Avant de retourner à sa besogne, Sarah revient sur l’importance du lien social de son travail :

« Je crois que mes préférés ce sont les Allemands. Ils sont toujours sympas et puis ils sont marrants. Ils déconnent, font des blagues. C’est agréable de travailler comme ça. Mais après vous savez, il y a des imbéciles partout. »

Sarah remet une mèche grise derrière son oreille et regarde sa montre : « oh la la, j’dois y retourner moi ! » Elle s’empresse de partir avec un dernier sourire. Le contact positif avec les usagers est plus rare pour Mélanie et Carine qui se sentent inexistantes :

« Les gens ne sont pas agréables du tout, ils sont irrespectueux, ils ne nous voient pas. On est invisibles. »

Comme pour appuyer ses mots, des adolescentes gloussent et se prennent en photo devant les miroirs, d’autres laissent tomber des papiers sur le sol. Le panneau qui intime aux usagers de faire attention au sol glissant ne dissuade pas les enfants de chahuter.
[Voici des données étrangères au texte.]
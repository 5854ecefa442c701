//! Terminal form for placeholder values.
//!
//! When a run needs values that were not given on the command line, this
//! ratatui form asks for every text placeholder and file path at once.
//! Enter submits, Esc cancels, Tab and the arrow keys move between fields.

use anyhow::{Context, Result};
use crossterm::{
    event::{self, Event, KeyCode, KeyEventKind, KeyModifiers},
    execute,
    terminal::{EnterAlternateScreen, LeaveAlternateScreen, disable_raw_mode, enable_raw_mode},
};
use pmgr_pm::{PlaceholderKind, PlaceholderValues, PromptError, ProvidedValues, ValueProvider};
use ratatui::{
    Frame, Terminal,
    backend::CrosstermBackend,
    layout::{Constraint, Direction, Layout},
    style::{Color, Modifier, Style},
    text::{Line, Span},
    widgets::{Block, Borders, Paragraph, Wrap},
};
use std::io;

/// One editable row of the form.
#[derive(Debug, Clone, PartialEq, Eq)]
struct Field {
    kind: PlaceholderKind,
    name: String,
    value: String,
}

/// What the last key did to the form.
#[derive(Debug, Clone, Copy, PartialEq, Eq)]
enum FormStatus {
    Editing,
    Submitted,
    Cancelled,
}

/// Form state, independent of the terminal.
#[derive(Debug)]
struct FormState {
    title: String,
    fields: Vec<Field>,
    selected: usize,
    status: FormStatus,
}

impl FormState {
    fn new(
        title: impl Into<String>,
        text_names: &[String],
        file_names: &[String],
        prefill: &PlaceholderValues,
    ) -> Self {
        let text = text_names.iter().map(|name| Field {
            kind: PlaceholderKind::Text,
            name: name.clone(),
            value: prefill.text(name).unwrap_or_default().to_string(),
        });
        let files = file_names.iter().map(|name| Field {
            kind: PlaceholderKind::File,
            name: name.clone(),
            value: prefill
                .file(name)
                .map(|p| p.display().to_string())
                .unwrap_or_default(),
        });

        Self {
            title: title.into(),
            fields: text.chain(files).collect(),
            selected: 0,
            status: FormStatus::Editing,
        }
    }

    fn handle_key(&mut self, code: KeyCode, modifiers: KeyModifiers) {
        let count = self.fields.len();
        match code {
            KeyCode::Esc => self.status = FormStatus::Cancelled,
            KeyCode::Char('c') if modifiers.contains(KeyModifiers::CONTROL) => {
                self.status = FormStatus::Cancelled
            }
            KeyCode::Enter => self.status = FormStatus::Submitted,
            KeyCode::Tab | KeyCode::Down if count > 0 => {
                self.selected = (self.selected + 1) % count;
            }
            KeyCode::BackTab | KeyCode::Up if count > 0 => {
                self.selected = (self.selected + count - 1) % count;
            }
            KeyCode::Backspace => {
                if let Some(field) = self.fields.get_mut(self.selected) {
                    field.value.pop();
                }
            }
            KeyCode::Char(c) => {
                if let Some(field) = self.fields.get_mut(self.selected) {
                    field.value.push(c);
                }
            }
            _ => {}
        }
    }

    /// Collected values. Empty text values are still supplied; empty file
    /// paths are left out so they resolve to the missing-file marker.
    fn values(&self) -> PlaceholderValues {
        self.fields
            .iter()
            .fold(PlaceholderValues::new(), |values, field| match field.kind {
                PlaceholderKind::File if field.value.trim().is_empty() => values,
                PlaceholderKind::File => values.with_file(&field.name, field.value.trim()),
                _ => values.with_text(&field.name, &field.value),
            })
    }
}

/// Value provider backed by the terminal form.
#[derive(Debug)]
pub struct FormProvider {
    title: String,
    prefill: PlaceholderValues,
}

impl FormProvider {
    /// Creates a form titled after the template, pre-filled with `prefill`.
    pub fn new(title: impl Into<String>, prefill: PlaceholderValues) -> Self {
        Self {
            title: title.into(),
            prefill,
        }
    }
}

impl ValueProvider for FormProvider {
    fn provide(
        &mut self,
        text_names: &[String],
        file_names: &[String],
    ) -> pmgr_pm::Result<ProvidedValues> {
        let mut state = FormState::new(&self.title, text_names, file_names, &self.prefill);
        run_form(&mut state).map_err(|e| PromptError::ProviderFailed(format!("{:#}", e)))?;

        Ok(match state.status {
            FormStatus::Submitted => ProvidedValues::Values(state.values()),
            _ => ProvidedValues::Cancelled,
        })
    }
}

/// Runs the form until it is submitted or cancelled.
fn run_form(state: &mut FormState) -> Result<()> {
    // Setup terminal
    enable_raw_mode().context("Failed to enable raw mode")?;
    let mut stdout = io::stdout();
    execute!(stdout, EnterAlternateScreen).context("Failed to enter alternate screen")?;

    let backend = CrosstermBackend::new(stdout);
    let mut terminal = Terminal::new(backend).context("Failed to create terminal")?;

    let result = run_app(&mut terminal, state);

    // Restore terminal
    disable_raw_mode().context("Failed to disable raw mode")?;
    execute!(terminal.backend_mut(), LeaveAlternateScreen)
        .context("Failed to leave alternate screen")?;
    terminal.show_cursor().context("Failed to show cursor")?;

    result
}

/// Run the main form loop
fn run_app<B: ratatui::backend::Backend>(
    terminal: &mut Terminal<B>,
    state: &mut FormState,
) -> Result<()> {
    while state.status == FormStatus::Editing {
        terminal
            .draw(|f| ui(f, state))
            .map_err(|e| anyhow::anyhow!("Failed to draw UI: {}", e))?;

        if let Event::Key(key) = event::read().context("Failed to read event")?
            && key.kind == KeyEventKind::Press
        {
            state.handle_key(key.code, key.modifiers);
        }
    }

    Ok(())
}

/// Render the form
fn ui(frame: &mut Frame, state: &FormState) {
    let chunks = Layout::default()
        .direction(Direction::Vertical)
        .constraints([
            Constraint::Length(3), // Title
            Constraint::Min(5),    // Fields
            Constraint::Length(3), // Key help
        ])
        .split(frame.area());

    let title = Paragraph::new(Line::from(vec![
        Span::styled(
            "Placeholder values - ",
            Style::default()
                .fg(Color::Cyan)
                .add_modifier(Modifier::BOLD),
        ),
        Span::styled(
            state.title.as_str(),
            Style::default()
                .fg(Color::Yellow)
                .add_modifier(Modifier::BOLD),
        ),
    ]))
    .block(Block::default().borders(Borders::ALL));
    frame.render_widget(title, chunks[0]);

    let lines: Vec<Line> = state
        .fields
        .iter()
        .enumerate()
        .map(|(i, field)| field_line(field, i == state.selected))
        .collect();
    let fields = Paragraph::new(lines)
        .block(Block::default().borders(Borders::ALL).title("Fields"))
        .wrap(Wrap { trim: false });
    frame.render_widget(fields, chunks[1]);

    let help = Paragraph::new("Enter submit · Esc cancel · Tab/↑/↓ move")
        .style(Style::default().fg(Color::Green))
        .block(Block::default().borders(Borders::ALL).title("Keys"));
    frame.render_widget(help, chunks[2]);
}

fn field_line(field: &Field, selected: bool) -> Line<'_> {
    let label = match field.kind {
        PlaceholderKind::File => format!("{} (file path)", field.name),
        _ => field.name.clone(),
    };
    let label_style = if selected {
        Style::default()
            .fg(Color::Yellow)
            .add_modifier(Modifier::BOLD)
    } else {
        Style::default()
    };
    let cursor = if selected { "_" } else { "" };

    Line::from(vec![
        Span::styled(format!("{label}: "), label_style),
        Span::raw(field.value.as_str()),
        Span::styled(cursor, Style::default().add_modifier(Modifier::SLOW_BLINK)),
    ])
}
Vers une optimisation du service des toilettes publiques ?

Françoise Bey, vice-présidente à l’Eurométropole, explique qu’il est « hors de question de mettre des agents de propreté à la porte » :

« Le projet est d’augmenter le nombre de toilettes publiques à Strasbourg et d’optimiser les existantes. Il y a une utilisation importante des toilettes à des moments de la journée mais certaines, comme à la Citadelle, qui sont beaucoup moins utilisées en hiver, auront des horaires d’ouverture plus restreints avec à côté des toilettes automatiques pendant d’autres horaires. »

C’est d’ailleurs à cause d’une fréquentation plus faible que les toilettes publiques de la place d’Austerlitz ont définitivement été fermées après les travaux de rénovation, selon l’Eurométropole. Une pétition créée par les syndicats pour les rouvrir circulent sur Internet.

Les toilettes publiques de la place d'Austerlitz ont été fermées définitivement à la fin des travaux. (Photo Nadège El Ghomari/Rue89 Strasboug)
Les toilettes publiques de la place d’Austerlitz ont été fermées définitivement à la fin des travaux. (Photo Nadège El Ghomari/Rue89 Strasboug)

Karim Hadi affirme que les syndicats de l’Eurométropole veulent avant tout que les Strasbourgeois bénéficient du même service partout :

« Il faut maintenir le service public de manière égalitaire sur l’ensemble de la ville. L’égalité de traitement c’est la base des services publics. Lorsque les toilettes automatiques seront installées, on ne sait pas encore si ces cabines seront payantes ou non. »

Ce à quoi Françoise Bey répond que la question de toilettes automatiques payantes n’est pas à l’ordre du jour :

« Il n’est pas question que les toilettes automatiques soient payantes pour le moment. On veut aussi permettre aux personnes sans domicile par exemple de pouvoir faire leurs besoins dans des toilettes et non pas dans la rue. C’est quelque chose qui fonctionne bien à Paris. »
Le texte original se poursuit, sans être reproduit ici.